The main reason for an ACL reconstruction is to prevent instability that can become apparent after an ACL rupture. If reconstruction is being performed it’s important to prepare the knee ensure an optimal outcome, namely reducing swelling and gaining full extension and flexion of the injured leg. Patients who lack full extension or who have a stiff, swollen knee at the time of surgery may have significant problems regaining motion after surgery.

Surgical Treatment

ACL reconstructions involve replacement of the torn ligament with a substitute graft made of tendon. This autograft tendon is often taken from the patient’s own patella, hamstring or quadriceps. In some circumstances where an autograft tendon is not available, an allograft tendon (taken from a cadaver) is used.

Surgery is performed under general anaesthetic, and the area is infiltrated with local anaesthetic as well. You will be left with one vertical or oblique scar on the front of the knee together with two small portal scars where the arthroscope instruments have entered the knee. You will be awake shortly after surgery is complete, and on return to the ward a cuff filled with ice and cool water will be applied to your knee to help control swelling. Two drains may also be placed into the knee joint so that unwanted blood does not accumulate. These are removed after 6 hours.

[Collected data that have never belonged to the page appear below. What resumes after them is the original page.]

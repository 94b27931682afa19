use chrono::{Datelike, Months, NaiveDate};

use crate::calendar::day_index::{self, CappedEvents};
use crate::calendar::{Event, EventStore};

#[derive(Debug, Clone, PartialEq)]
pub struct MonthLayout<'a> {
    pub year: i32,
    pub month: u32,
    pub cells: Vec<DayCell<'a>>,
}

/// One grid position. `date` is `None` for the padding cells ahead of day 1.
#[derive(Debug, Clone, PartialEq)]
pub struct DayCell<'a> {
    pub date: Option<NaiveDate>,
    pub events: Vec<&'a Event>,
}

impl<'a> DayCell<'a> {
    pub fn padding() -> Self {
        Self { date: None, events: Vec::new() }
    }

    pub fn day(date: NaiveDate) -> Self {
        Self { date: Some(date), events: Vec::new() }
    }

    pub fn day_of_month(&self) -> Option<u32> {
        self.date.map(|d| d.day())
    }

    pub fn is_padding(&self) -> bool {
        self.date.is_none()
    }

    /// Evaluated against whatever `today` the caller passes; nothing is cached.
    pub fn is_today(&self, today: NaiveDate) -> bool {
        self.date == Some(today)
    }

    pub fn capped(&self, cap: usize) -> CappedEvents<'a> {
        CappedEvents::new(&self.events, cap)
    }
}

impl<'a> MonthLayout<'a> {
    /// Sunday-first grid for the month containing `reference`. Leading cells pad
    /// day 1 into its weekday column; the last row is left short.
    pub fn new(reference: NaiveDate) -> Self {
        let year = reference.year();
        let month = reference.month();
        let first_day = first_of_month(reference);
        let days_before = first_day.weekday().num_days_from_sunday() as usize;
        let total_days = days_in_month(year, month);

        let mut cells = Vec::with_capacity(days_before + total_days as usize);
        cells.extend((0..days_before).map(|_| DayCell::padding()));
        cells.extend(first_day.iter_days().take(total_days as usize).map(DayCell::day));

        tracing::debug!("Built month layout for {}-{:02} with {} cells", year, month, cells.len());

        Self { year, month, cells }
    }

    pub fn with_events(mut self, store: &'a EventStore) -> Self {
        for cell in &mut self.cells {
            if let Some(date) = cell.date {
                cell.events = day_index::events_on(store, date);
            }
        }
        self
    }

    pub fn weeks(&self) -> impl Iterator<Item = &[DayCell<'a>]> {
        self.cells.chunks(7)
    }

    pub fn leading_padding(&self) -> usize {
        self.cells.iter().take_while(|c| c.is_padding()).count()
    }

    pub fn title(&self) -> String {
        NaiveDate::from_ymd_opt(self.year, self.month, 1)
            .map(|d| d.format("%B %Y").to_string())
            .unwrap_or_default()
    }
}

pub fn first_of_month(date: NaiveDate) -> NaiveDate {
    date.with_day(1).unwrap_or(date)
}

pub fn days_in_month(year: i32, month: u32) -> u32 {
    let next_month_first = if month == 12 {
        NaiveDate::from_ymd_opt(year + 1, 1, 1)
    } else {
        NaiveDate::from_ymd_opt(year, month + 1, 1)
    };

    next_month_first
        .and_then(|d| d.pred_opt())
        .map(|last| last.day())
        .unwrap_or(28)
}

/// Moves `reference` by `delta` months. The day of month is clamped to the
/// target month's length, so Jan 31 + 1 lands on Feb 28/29, never in March.
pub fn shift_month(reference: NaiveDate, delta: i32) -> NaiveDate {
    let months = Months::new(delta.unsigned_abs());
    let shifted = if delta >= 0 {
        reference.checked_add_months(months)
    } else {
        reference.checked_sub_months(months)
    };
    shifted.unwrap_or(reference)
}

You will normally go home the morning or day after surgery, although in some cases the surgery is performed as a day procedure. You will be given information on discharge about rehabilitation which can be undertaken either under the supervision of a physiotherapist or on your own.

Patient Information

This page is available to download as an information sheet.

  • Pain Management

    After your surgery it’s likely that you will feel some discomfort. This is part of the healing process. The local anaesthetic will wear off over 8 hours, and medications are often prescribed for short-term pain relief. Along with further over-the-counter analgesics a combination of rest, ice, compression, and elevation is very important during the early days of your recovery.
  • Rehabilitation

    The main aim is to restore full extension of the knee.

    A physiotherapist will visit you while you are in hospital to talk about exercises and to help you straighten your knee. They will also help you regain quadriceps function as well as make sure you are confident with your crutches. It is generally not necessary to see a physiotherapist during the first two weeks after surgery, however you should follow the instructions given to you at discharge with regard to gentle range of movement exercises. It is beneficial to see a physiotherapist to help guide your rehabilitation, particularly if you plan to return to sport.

    A brace or splint is usually not required.

  • Post-Surgery

    How much time you require off work will vary on the type of work you do. As a general rule sedentary work can be undertaken again after two weeks. Heavy manual work may be anywhere from 2-3 months. For a more accurate idea of how much time you will need off work speak to your surgeon.

    In general crutches are required for up to 2 weeks.

    With regard to returning to sport, most patients are able to return to some of their activities at 4 months post-surgery. By 6 months most patients can gradually resume training for sport with the view to return to play at 12 months. Improvement will continue for a further 6-12 months after that.
    For more information about ACL surgery and recovery see for more information.

  • Complications

    While most patients are happy with the outcome of their surgery, there are always some risks involved that need to be addressed.

  • Infection

    The incidence of infection after arthroscopic ACL reconstruction is very low. Antibiotics are given at the time of surgery to reduce the risk, however despite this infection of the wound can occur. This is usually easily treated with antibiotics. Unfortunately, sometimes the infection gets into the joint and this is a serious complication requiring admission to hospital, intravenous antibiotics and sometimes surgery.
  • DVT

    A thrombosis is a blood clot that forms in the veins in the legs. This can cause persistent swelling of the foot and ankle and can dislodge and be carried to the lungs, resulting in chest pains and breathing difficulties.

  • Donor Site

    If you had a hamstring graft it’s common to experience a tearing sensation at the back of the knee approximately 3-6 weeks post-surgery. This is a stretching of the scar tissue at the harvest site and although it can be associated with some pain and swelling, this usually settles after a few days.

  • Re-rupture

    The risk of re-tearing a previously repaired ACL graft is approximately 15% higher than normal.